◆ What you need to do ◆
In the records below, find each line that holds "IncrementQuantity" and return it.
▼
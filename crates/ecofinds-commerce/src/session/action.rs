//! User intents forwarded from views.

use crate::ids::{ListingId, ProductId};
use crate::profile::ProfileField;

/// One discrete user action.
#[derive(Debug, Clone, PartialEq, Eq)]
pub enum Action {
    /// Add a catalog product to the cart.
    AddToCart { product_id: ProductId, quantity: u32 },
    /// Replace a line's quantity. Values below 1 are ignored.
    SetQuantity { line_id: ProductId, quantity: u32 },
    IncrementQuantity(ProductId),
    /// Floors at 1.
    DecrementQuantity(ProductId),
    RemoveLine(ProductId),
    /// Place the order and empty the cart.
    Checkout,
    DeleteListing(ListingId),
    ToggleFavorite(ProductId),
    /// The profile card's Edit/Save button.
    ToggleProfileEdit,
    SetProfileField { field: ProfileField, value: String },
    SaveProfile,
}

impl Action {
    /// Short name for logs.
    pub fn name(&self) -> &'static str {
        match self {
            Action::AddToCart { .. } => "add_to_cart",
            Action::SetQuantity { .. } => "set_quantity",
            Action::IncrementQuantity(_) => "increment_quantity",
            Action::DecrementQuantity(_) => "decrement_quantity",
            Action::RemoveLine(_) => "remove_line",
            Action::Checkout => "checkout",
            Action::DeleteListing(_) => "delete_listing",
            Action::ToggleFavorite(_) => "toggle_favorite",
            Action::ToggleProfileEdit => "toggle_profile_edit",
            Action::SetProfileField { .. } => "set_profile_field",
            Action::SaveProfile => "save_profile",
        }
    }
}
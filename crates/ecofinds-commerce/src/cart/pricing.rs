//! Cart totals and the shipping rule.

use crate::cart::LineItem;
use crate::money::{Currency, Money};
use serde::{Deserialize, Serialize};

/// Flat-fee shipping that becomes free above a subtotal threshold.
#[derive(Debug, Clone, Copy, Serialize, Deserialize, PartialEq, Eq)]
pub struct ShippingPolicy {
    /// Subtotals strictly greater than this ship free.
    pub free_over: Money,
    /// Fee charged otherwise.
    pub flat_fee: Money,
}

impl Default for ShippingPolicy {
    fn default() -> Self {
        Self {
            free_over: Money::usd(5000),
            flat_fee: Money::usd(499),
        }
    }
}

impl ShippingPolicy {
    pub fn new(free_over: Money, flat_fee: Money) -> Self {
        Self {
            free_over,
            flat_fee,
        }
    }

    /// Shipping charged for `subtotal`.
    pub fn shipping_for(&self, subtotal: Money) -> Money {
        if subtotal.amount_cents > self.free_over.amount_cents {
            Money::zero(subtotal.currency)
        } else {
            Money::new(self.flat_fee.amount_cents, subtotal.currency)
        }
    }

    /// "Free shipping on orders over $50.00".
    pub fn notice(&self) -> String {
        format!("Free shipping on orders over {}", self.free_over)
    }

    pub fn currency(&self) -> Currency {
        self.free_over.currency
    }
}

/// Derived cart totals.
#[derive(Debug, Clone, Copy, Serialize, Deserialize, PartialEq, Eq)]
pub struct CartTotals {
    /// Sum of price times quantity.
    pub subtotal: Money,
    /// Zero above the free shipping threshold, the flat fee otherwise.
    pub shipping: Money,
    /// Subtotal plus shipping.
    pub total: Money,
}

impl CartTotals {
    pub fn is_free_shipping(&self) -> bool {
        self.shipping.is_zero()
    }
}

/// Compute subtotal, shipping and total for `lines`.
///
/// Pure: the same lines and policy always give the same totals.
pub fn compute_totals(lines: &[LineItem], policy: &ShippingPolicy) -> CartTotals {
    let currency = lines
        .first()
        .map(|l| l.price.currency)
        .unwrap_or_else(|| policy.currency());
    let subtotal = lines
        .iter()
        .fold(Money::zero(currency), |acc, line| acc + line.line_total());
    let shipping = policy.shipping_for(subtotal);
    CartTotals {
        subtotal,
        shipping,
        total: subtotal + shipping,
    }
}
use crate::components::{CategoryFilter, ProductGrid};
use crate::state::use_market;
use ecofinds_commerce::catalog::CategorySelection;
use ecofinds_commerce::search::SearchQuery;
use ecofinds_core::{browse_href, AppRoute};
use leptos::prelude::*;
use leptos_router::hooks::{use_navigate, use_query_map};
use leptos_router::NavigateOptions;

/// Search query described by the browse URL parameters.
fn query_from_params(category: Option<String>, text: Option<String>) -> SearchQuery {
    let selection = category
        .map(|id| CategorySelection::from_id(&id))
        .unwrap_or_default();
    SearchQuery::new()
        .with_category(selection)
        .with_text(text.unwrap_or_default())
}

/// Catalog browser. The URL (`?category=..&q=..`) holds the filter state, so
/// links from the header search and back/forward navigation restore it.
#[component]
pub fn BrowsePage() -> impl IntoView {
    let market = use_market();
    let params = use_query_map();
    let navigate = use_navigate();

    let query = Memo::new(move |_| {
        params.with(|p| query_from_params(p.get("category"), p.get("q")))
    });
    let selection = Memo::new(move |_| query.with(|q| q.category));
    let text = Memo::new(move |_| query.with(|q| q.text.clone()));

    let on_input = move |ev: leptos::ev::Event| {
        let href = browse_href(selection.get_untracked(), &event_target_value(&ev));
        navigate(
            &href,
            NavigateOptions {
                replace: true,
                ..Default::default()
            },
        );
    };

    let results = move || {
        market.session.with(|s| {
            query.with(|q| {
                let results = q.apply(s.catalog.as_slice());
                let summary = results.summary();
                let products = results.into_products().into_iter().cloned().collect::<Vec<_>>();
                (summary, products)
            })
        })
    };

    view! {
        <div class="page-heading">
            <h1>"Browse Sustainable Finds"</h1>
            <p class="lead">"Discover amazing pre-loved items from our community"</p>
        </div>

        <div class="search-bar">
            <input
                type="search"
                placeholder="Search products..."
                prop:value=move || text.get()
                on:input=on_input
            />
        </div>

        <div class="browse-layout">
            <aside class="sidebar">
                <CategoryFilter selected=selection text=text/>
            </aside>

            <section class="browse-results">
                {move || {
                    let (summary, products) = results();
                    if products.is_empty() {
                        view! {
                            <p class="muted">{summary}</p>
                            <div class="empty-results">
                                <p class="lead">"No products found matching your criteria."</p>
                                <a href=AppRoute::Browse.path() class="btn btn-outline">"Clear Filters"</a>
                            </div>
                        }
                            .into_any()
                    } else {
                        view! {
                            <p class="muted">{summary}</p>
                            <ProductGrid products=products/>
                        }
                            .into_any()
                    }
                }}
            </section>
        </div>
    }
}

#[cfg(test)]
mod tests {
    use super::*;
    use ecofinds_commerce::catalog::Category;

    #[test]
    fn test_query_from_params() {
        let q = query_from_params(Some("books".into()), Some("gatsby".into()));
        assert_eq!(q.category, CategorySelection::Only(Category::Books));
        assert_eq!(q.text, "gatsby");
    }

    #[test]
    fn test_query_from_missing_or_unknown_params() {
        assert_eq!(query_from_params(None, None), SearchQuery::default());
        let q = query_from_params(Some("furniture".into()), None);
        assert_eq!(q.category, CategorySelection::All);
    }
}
▲
▼
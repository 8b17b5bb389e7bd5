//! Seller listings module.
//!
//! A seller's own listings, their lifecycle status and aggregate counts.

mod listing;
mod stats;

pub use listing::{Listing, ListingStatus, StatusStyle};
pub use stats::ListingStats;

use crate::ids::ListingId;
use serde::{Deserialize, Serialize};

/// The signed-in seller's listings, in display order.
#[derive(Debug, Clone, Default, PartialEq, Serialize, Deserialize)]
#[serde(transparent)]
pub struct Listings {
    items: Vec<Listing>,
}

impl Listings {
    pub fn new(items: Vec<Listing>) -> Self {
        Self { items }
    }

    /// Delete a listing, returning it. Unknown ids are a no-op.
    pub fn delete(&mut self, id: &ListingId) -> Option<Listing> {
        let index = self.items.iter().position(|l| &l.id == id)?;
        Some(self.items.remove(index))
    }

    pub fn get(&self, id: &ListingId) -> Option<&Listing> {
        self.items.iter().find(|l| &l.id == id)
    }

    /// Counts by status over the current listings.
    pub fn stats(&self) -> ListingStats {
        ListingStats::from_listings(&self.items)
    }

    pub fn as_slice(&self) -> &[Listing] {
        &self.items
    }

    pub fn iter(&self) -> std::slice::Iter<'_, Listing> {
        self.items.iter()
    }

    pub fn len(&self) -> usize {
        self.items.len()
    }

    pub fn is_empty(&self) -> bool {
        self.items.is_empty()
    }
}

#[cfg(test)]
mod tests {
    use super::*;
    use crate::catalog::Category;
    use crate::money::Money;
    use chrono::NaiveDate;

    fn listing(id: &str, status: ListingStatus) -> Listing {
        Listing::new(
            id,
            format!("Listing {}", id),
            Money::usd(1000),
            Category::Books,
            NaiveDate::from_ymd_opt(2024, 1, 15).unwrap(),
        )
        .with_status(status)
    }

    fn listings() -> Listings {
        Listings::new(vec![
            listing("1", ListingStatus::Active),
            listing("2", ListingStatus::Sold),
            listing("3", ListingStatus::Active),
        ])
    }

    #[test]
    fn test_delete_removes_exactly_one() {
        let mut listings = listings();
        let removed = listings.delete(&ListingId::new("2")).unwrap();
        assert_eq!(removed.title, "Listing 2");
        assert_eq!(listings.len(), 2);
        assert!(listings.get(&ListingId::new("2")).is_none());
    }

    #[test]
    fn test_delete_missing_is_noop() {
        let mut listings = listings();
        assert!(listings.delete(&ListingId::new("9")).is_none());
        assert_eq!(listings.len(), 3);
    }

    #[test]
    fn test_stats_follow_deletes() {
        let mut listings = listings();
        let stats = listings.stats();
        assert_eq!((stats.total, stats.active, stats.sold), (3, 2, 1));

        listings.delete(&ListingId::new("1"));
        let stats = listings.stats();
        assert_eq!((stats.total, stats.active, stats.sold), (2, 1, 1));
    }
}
▲
◆ Output of the exercise ◆
    IncrementQuantity(ProductId),
            Action::IncrementQuantity(_) => "increment_quantity",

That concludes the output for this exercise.